PROBLEM STATEMENT ▸
Show every line of the records below that contains the word "RuntimeStats".

Stored items ▸

----------

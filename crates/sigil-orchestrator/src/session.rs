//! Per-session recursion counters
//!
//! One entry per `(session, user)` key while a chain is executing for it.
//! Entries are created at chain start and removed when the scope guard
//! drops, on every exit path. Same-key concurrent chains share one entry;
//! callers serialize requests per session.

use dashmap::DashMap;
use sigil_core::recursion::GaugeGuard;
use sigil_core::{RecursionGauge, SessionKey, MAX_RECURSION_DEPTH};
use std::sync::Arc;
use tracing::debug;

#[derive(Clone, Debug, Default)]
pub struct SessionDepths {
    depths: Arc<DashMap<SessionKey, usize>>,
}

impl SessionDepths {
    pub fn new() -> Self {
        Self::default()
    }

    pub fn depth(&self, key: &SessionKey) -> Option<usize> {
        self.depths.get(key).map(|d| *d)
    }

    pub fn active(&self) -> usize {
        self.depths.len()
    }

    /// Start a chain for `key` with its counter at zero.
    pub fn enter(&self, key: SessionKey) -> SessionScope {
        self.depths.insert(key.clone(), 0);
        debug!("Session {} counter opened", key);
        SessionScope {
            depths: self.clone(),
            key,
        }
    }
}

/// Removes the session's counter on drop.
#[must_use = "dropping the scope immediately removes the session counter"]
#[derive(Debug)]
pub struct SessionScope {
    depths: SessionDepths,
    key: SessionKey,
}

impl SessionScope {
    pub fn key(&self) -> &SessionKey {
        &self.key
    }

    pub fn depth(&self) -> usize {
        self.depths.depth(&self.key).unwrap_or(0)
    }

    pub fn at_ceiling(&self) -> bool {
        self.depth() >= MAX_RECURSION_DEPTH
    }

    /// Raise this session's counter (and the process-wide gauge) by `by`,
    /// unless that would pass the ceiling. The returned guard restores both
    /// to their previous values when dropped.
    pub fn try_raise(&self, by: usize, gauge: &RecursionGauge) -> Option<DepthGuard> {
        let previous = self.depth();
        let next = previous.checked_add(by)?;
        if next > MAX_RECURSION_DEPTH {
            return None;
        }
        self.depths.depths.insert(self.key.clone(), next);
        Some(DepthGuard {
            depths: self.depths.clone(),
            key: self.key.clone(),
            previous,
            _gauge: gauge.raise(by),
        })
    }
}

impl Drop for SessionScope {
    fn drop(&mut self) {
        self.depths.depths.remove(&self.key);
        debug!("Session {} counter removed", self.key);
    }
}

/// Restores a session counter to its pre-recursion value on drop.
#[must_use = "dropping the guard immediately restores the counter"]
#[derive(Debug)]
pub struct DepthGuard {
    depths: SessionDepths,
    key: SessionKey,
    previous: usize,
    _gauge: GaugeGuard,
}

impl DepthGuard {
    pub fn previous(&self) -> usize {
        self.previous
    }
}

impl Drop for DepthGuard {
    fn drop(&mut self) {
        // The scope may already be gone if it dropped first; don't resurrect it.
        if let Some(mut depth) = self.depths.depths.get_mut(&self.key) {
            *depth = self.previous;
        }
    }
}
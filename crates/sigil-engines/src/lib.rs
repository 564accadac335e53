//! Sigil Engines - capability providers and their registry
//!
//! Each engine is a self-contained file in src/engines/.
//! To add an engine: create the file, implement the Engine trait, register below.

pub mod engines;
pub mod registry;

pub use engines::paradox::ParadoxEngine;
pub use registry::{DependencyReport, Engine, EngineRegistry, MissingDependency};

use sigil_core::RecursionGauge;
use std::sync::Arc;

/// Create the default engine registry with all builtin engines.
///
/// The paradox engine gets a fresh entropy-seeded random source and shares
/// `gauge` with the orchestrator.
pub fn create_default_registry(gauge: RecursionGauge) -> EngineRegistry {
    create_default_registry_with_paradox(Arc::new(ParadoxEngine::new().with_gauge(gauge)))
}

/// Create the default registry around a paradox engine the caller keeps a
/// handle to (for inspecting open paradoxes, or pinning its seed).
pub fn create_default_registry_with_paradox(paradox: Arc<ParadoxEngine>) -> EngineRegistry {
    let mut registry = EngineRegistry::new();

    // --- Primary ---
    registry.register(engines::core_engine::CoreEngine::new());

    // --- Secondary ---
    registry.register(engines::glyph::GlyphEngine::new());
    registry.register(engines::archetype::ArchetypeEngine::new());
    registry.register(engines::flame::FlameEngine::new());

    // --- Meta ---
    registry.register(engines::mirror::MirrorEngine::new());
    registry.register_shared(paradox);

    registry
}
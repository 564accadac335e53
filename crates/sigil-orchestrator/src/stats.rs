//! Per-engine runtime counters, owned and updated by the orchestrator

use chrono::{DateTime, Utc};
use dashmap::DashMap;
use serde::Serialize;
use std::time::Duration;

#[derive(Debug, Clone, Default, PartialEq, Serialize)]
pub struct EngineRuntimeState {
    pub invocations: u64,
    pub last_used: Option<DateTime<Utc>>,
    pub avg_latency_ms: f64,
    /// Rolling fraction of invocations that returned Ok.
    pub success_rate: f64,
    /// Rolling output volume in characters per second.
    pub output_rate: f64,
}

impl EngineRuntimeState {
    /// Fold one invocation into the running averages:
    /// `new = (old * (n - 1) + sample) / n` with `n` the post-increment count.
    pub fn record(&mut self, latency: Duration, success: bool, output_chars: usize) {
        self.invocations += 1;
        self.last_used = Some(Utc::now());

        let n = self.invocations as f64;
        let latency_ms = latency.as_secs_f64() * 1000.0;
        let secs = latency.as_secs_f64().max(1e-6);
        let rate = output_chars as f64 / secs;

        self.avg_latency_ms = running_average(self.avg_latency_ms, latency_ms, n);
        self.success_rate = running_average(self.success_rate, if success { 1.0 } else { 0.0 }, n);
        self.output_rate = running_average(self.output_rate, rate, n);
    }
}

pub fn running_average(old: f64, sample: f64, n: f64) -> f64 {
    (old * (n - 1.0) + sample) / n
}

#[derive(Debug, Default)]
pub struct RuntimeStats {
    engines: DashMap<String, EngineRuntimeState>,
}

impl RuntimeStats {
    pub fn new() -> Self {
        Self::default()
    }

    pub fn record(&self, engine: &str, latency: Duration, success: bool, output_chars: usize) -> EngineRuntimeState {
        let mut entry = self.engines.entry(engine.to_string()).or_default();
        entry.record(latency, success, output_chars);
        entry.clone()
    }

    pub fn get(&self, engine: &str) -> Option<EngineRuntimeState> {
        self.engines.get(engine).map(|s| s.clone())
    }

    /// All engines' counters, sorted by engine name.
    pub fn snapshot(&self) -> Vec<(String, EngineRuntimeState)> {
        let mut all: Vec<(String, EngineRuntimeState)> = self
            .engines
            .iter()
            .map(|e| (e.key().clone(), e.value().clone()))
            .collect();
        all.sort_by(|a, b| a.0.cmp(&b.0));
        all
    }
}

----------

RESULT OF THIS EXERCISE ▸
pub struct RuntimeStats {
impl RuntimeStats {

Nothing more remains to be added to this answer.